Indian mills have continued to focus on small-volume deals in the Gulf and African regions mostly, even though prices have showed signs of improvement in the Asian market. Most offers from India were still too high for buyers there in the absence of a significant demand revival in a key market like Vietnam, SteelOrbis has learned from trade and industry circles.
Small-volume deals for ex-India HRC have been at $820-830/mt FOB, on a par with the previous week. This level was acceptable to buyers in the Gulf and Africa, but customers in Asia including Vietnam were reported to be seeking valuations in the range of $820-840/mt on CFR basis, slightly higher than $800-810/mt CFR being sought a week ago, but still not workable for most Indian mills.
Only one contract at around $835/mt CFR for ex-India HRC has been rumoured to Vietnam over the past week, but most sources have not confirmed this.
According to the sources, even though volumes in the Gulf are always low, slightly higher ex-India prices compared to ex-China HRC were more acceptable to buyers as sellers were confirming firm February deliveries in contrast to uncertain ex-China deliveries owing to the long vessel turnaround at Chinese ports and stricter quarantine rules.
Sources said that a western India-based steel mill concluded a deal for 8,000 mt with a UAE-based buyer, a second supply contract over the past two weeks at a price of $820/mt FOB for February shipment.

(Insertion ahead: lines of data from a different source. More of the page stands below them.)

use async_trait::async_trait;
use derive_new::new;
use kernel::model::id::ResourceId;
use kernel::model::resource::{
    event::{CreateResource, UpdateResourceActive},
    ResourceListOptions, ResourceSummary, ResourceType, ResourceWithSlots,
};
use kernel::repository::resource::ResourceRepository;
use shared::error::{AppError, AppResult};
use sqlx::QueryBuilder;

use crate::database::{
    model::{
        availability::AvailabilitySlotRow,
        resource::{ResourceRow, ResourceSummaryRow, ResourceTypeRow},
    },
    ConnectionPool,
};

#[derive(new)]
pub struct ResourceRepositoryImpl {
    db: ConnectionPool,
}

#[async_trait]
impl ResourceRepository for ResourceRepositoryImpl {
    async fn find_types(&self) -> AppResult<Vec<ResourceType>> {
        sqlx::query_as::<_, ResourceTypeRow>(
            r#"
            SELECT type_id, type_name, description, icon
            FROM resource_types
            WHERE is_active = TRUE
            ORDER BY type_name ASC
            "#,
        )
        .fetch_all(self.db.inner_ref())
        .await
        .map(|rows| rows.into_iter().map(ResourceType::from).collect())
        .map_err(AppError::SpecificOperationError)
    }

    // 有効な資源の一覧を取得する。
    // 絞り込み条件は任意なので、WHERE 句は QueryBuilder で組み立てる。
    // 並び順は「今後の予約可能枠が多い順、次いで名前順」
    async fn find_all(&self, options: ResourceListOptions) -> AppResult<Vec<ResourceSummary>> {
        let mut builder = QueryBuilder::new(
            r#"
            SELECT
                r.resource_id,
                r.type_id,
                t.type_name,
                r.resource_name,
                r.description,
                r.location,
                r.max_capacity,
                r.base_price,
                r.duration_minutes,
                (
                    SELECT COUNT(*)
                    FROM availability_slots AS s
                    WHERE s.resource_id = r.resource_id
                      AND s.start_at >= CURRENT_TIMESTAMP
                      AND s.is_active
                      AND s.seats_remaining > 0
                ) AS future_slots
            FROM resources AS r
            INNER JOIN resource_types AS t ON r.type_id = t.type_id
            WHERE r.is_active = TRUE
            "#,
        );

        if let Some(search) = &options.search {
            let pattern = format!("%{}%", search);
            builder
                .push(" AND (r.resource_name ILIKE ")
                .push_bind(pattern.clone())
                .push(" OR r.description ILIKE ")
                .push_bind(pattern.clone())
                .push(" OR r.location ILIKE ")
                .push_bind(pattern)
                .push(")");
        }
        if let Some(type_id) = options.type_id {
            builder.push(" AND r.type_id = ").push_bind(type_id);
        }
        if let Some(price_min) = options.price_min {
            builder.push(" AND r.base_price >= ").push_bind(price_min);
        }
        if let Some(price_max) = options.price_max {
            builder.push(" AND r.base_price <= ").push_bind(price_max);
        }
        if let Some(date) = options.date {
            builder
                .push(
                    " AND EXISTS ( \
                     SELECT 1 FROM availability_slots AS s2 \
                     WHERE s2.resource_id = r.resource_id \
                       AND s2.start_at::date = ",
                )
                .push_bind(date)
                .push(" AND s2.is_active AND s2.seats_remaining > 0)");
        }

        builder.push(" ORDER BY future_slots DESC, r.resource_name ASC");

        let rows: Vec<ResourceSummaryRow> = builder
            .build_query_as()
            .fetch_all(self.db.inner_ref())
            .await
            .map_err(AppError::SpecificOperationError)?;

        Ok(rows.into_iter().map(ResourceSummary::from).collect())
    }

    async fn find_with_slots(
        &self,
        resource_id: ResourceId,
    ) -> AppResult<Option<ResourceWithSlots>> {
        let row = sqlx::query_as::<_, ResourceRow>(
            r#"
            SELECT
                r.resource_id,
                r.type_id,
                t.type_name,
                r.resource_name,
                r.description,
                r.location,
                r.max_capacity,
                r.base_price,
                r.duration_minutes,
                r.contact_phone,
                r.contact_email,
                r.is_active
            FROM resources AS r
            INNER JOIN resource_types AS t ON r.type_id = t.type_id
            WHERE r.resource_id = $1
            "#,
        )
        .bind(resource_id)
        .fetch_optional(self.db.inner_ref())
        .await
        .map_err(AppError::SpecificOperationError)?;

        let Some(row) = row else {
            return Ok(None);
        };

        // 今後の、予約を受け付けられる枠だけを添える
        let slots = sqlx::query_as::<_, AvailabilitySlotRow>(
            r#"
            SELECT
                slot_id,
                resource_id,
                start_at,
                end_at,
                seats_remaining,
                special_price,
                is_active
            FROM availability_slots
            WHERE resource_id = $1
              AND start_at >= CURRENT_TIMESTAMP
              AND is_active
              AND seats_remaining > 0
            ORDER BY start_at ASC
            "#,
        )
        .bind(resource_id)
        .fetch_all(self.db.inner_ref())
        .await
        .map_err(AppError::SpecificOperationError)?;

        Ok(Some(ResourceWithSlots {
            resource: row.into(),
            slots: slots.into_iter().map(Into::into).collect(),
        }))
    }

    async fn create(&self, event: CreateResource) -> AppResult<ResourceId> {
        let resource_id = ResourceId::new();
        let res = sqlx::query(
            r#"
            INSERT INTO resources
            (resource_id, type_id, resource_name, description, location,
            max_capacity, base_price, duration_minutes,
            contact_phone, contact_email, is_active)
            VALUES ($1, $2, $3, $4, $5, $6, $7, $8, $9, $10, $11)
            "#,
        )
        .bind(resource_id)
        .bind(event.type_id)
        .bind(event.resource_name)
        .bind(event.description)
        .bind(event.location)
        .bind(event.max_capacity)
        .bind(event.base_price)
        .bind(event.duration_minutes)
        .bind(event.contact_phone)
        .bind(event.contact_email)
        .bind(event.is_active)
        .execute(self.db.inner_ref())
        .await
        .map_err(AppError::SpecificOperationError)?;

        if res.rows_affected() < 1 {
            return Err(AppError::NoRowsAffectedError(
                "No resource record has been created".into(),
            ));
        }

        Ok(resource_id)
    }

    async fn update_is_active(&self, event: UpdateResourceActive) -> AppResult<()> {
        let res = sqlx::query(
            r#"
            UPDATE resources
            SET is_active = $2
            WHERE resource_id = $1
            "#,
        )
        .bind(event.resource_id)
        .bind(event.is_active)
        .execute(self.db.inner_ref())
        .await
        .map_err(AppError::SpecificOperationError)?;

        if res.rows_affected() < 1 {
            return Err(AppError::EntityNotFound(format!(
                "resource ({}) was not found",
                event.resource_id
            )));
        }

        Ok(())
    }
}

#[cfg(test)]
mod tests {
    use super::*;
    use chrono::{Days, Utc};
    use kernel::model::id::ResourceTypeId;
    use rust_decimal::Decimal;
    use std::str::FromStr;

    const RESOURCE_MUSEUM: &str = "55555555-5555-5555-5555-555555555501";

    fn resource_id(raw: &str) -> ResourceId {
        ResourceId::from(uuid::Uuid::parse_str(raw).unwrap())
    }

    #[sqlx::test(migrations = "../migrations", fixtures("common"))]
    async fn list_shows_active_resources_by_availability(
        pool: sqlx::PgPool,
    ) -> anyhow::Result<()> {
        let repo = ResourceRepositoryImpl::new(ConnectionPool::new(pool));

        let resources = repo.find_all(ResourceListOptions::default()).await?;

        // 無効化された資源は出ない
        assert_eq!(resources.len(), 2);
        // 今後の予約可能枠が多い順（museo: 2 枠、ruta: 1 枠）
        assert_eq!(resources[0].resource_name, "Museo Etnográfico de Siero");
        assert_eq!(resources[0].future_slots, 2);
        assert_eq!(resources[1].resource_name, "Ruta Sierra del Sueve");
        assert_eq!(resources[1].future_slots, 1);

        Ok(())
    }

    #[sqlx::test(migrations = "../migrations", fixtures("common"))]
    async fn list_filters_compose(pool: sqlx::PgPool) -> anyhow::Result<()> {
        let repo = ResourceRepositoryImpl::new(ConnectionPool::new(pool.clone()));

        // フリーテキスト検索（名前・説明・所在地を横断、大文字小文字は無視）
        let found = repo
            .find_all(ResourceListOptions {
                search: Some("sueve".into()),
                ..Default::default()
            })
            .await?;
        assert_eq!(found.len(), 1);
        assert_eq!(found[0].resource_name, "Ruta Sierra del Sueve");

        // 価格帯
        let found = repo
            .find_all(ResourceListOptions {
                price_max: Some(Decimal::from_str("15.00")?),
                ..Default::default()
            })
            .await?;
        assert_eq!(found.len(), 1);
        assert_eq!(found[0].resource_name, "Museo Etnográfico de Siero");

        // 種別
        let type_id = sqlx::query_scalar::<_, ResourceTypeId>(
            "SELECT type_id FROM resource_types WHERE type_name = 'Ruta Guiada'",
        )
        .fetch_one(&pool)
        .await?;
        let found = repo
            .find_all(ResourceListOptions {
                type_id: Some(type_id),
                ..Default::default()
            })
            .await?;
        assert_eq!(found.len(), 1);
        assert_eq!(found[0].resource_name, "Ruta Sierra del Sueve");

        // 指定日に空き枠がある資源のみ
        let date = Utc::now()
            .date_naive()
            .checked_add_days(Days::new(14))
            .unwrap();
        let found = repo
            .find_all(ResourceListOptions {
                date: Some(date),
                ..Default::default()
            })
            .await?;
        assert_eq!(found.len(), 1);
        assert_eq!(found[0].resource_name, "Museo Etnográfico de Siero");

        Ok(())
    }

    #[sqlx::test(migrations = "../migrations", fixtures("common"))]
    async fn resource_detail_only_carries_bookable_slots(
        pool: sqlx::PgPool,
    ) -> anyhow::Result<()> {
        let repo = ResourceRepositoryImpl::new(ConnectionPool::new(pool));

        let found = repo
            .find_with_slots(resource_id(RESOURCE_MUSEUM))
            .await?
            .unwrap();

        assert_eq!(found.resource.resource_name, "Museo Etnográfico de Siero");
        // 満席・無効・過去の枠は出ない
        assert_eq!(found.slots.len(), 2);
        assert!(found.slots.windows(2).all(|w| w[0].start_at <= w[1].start_at));
        assert!(found
            .slots
            .iter()
            .all(|s| s.is_active && s.seats_remaining > 0));

        let missing = repo.find_with_slots(ResourceId::new()).await?;
        assert!(missing.is_none());

        Ok(())
    }
}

The same exclusive flat product supplier was also heard to have confirmed a supply contract for 10,000 mt with a buyer in Egypt at around $825-830/mt FOB, the sources said.
“Destinations of the Gulf and Africa offer limited opportunities in terms of volumes. At a time when movement of stocks and demand are slowing down in the local market, Indian HRC exports are insignificant in the absence of shipments to Asia,” a Mumbai-based ferrous, non-ferrous trader said.
“In Asia, the acceptable import price is improving. But it is still some distance from the workable prices of Indian sellers as mills are still faced with margin pressures from the rising costs of imported raw material. Hence, Indian mills are unable to match aggressive price offers in markets like Vietnam,” he added.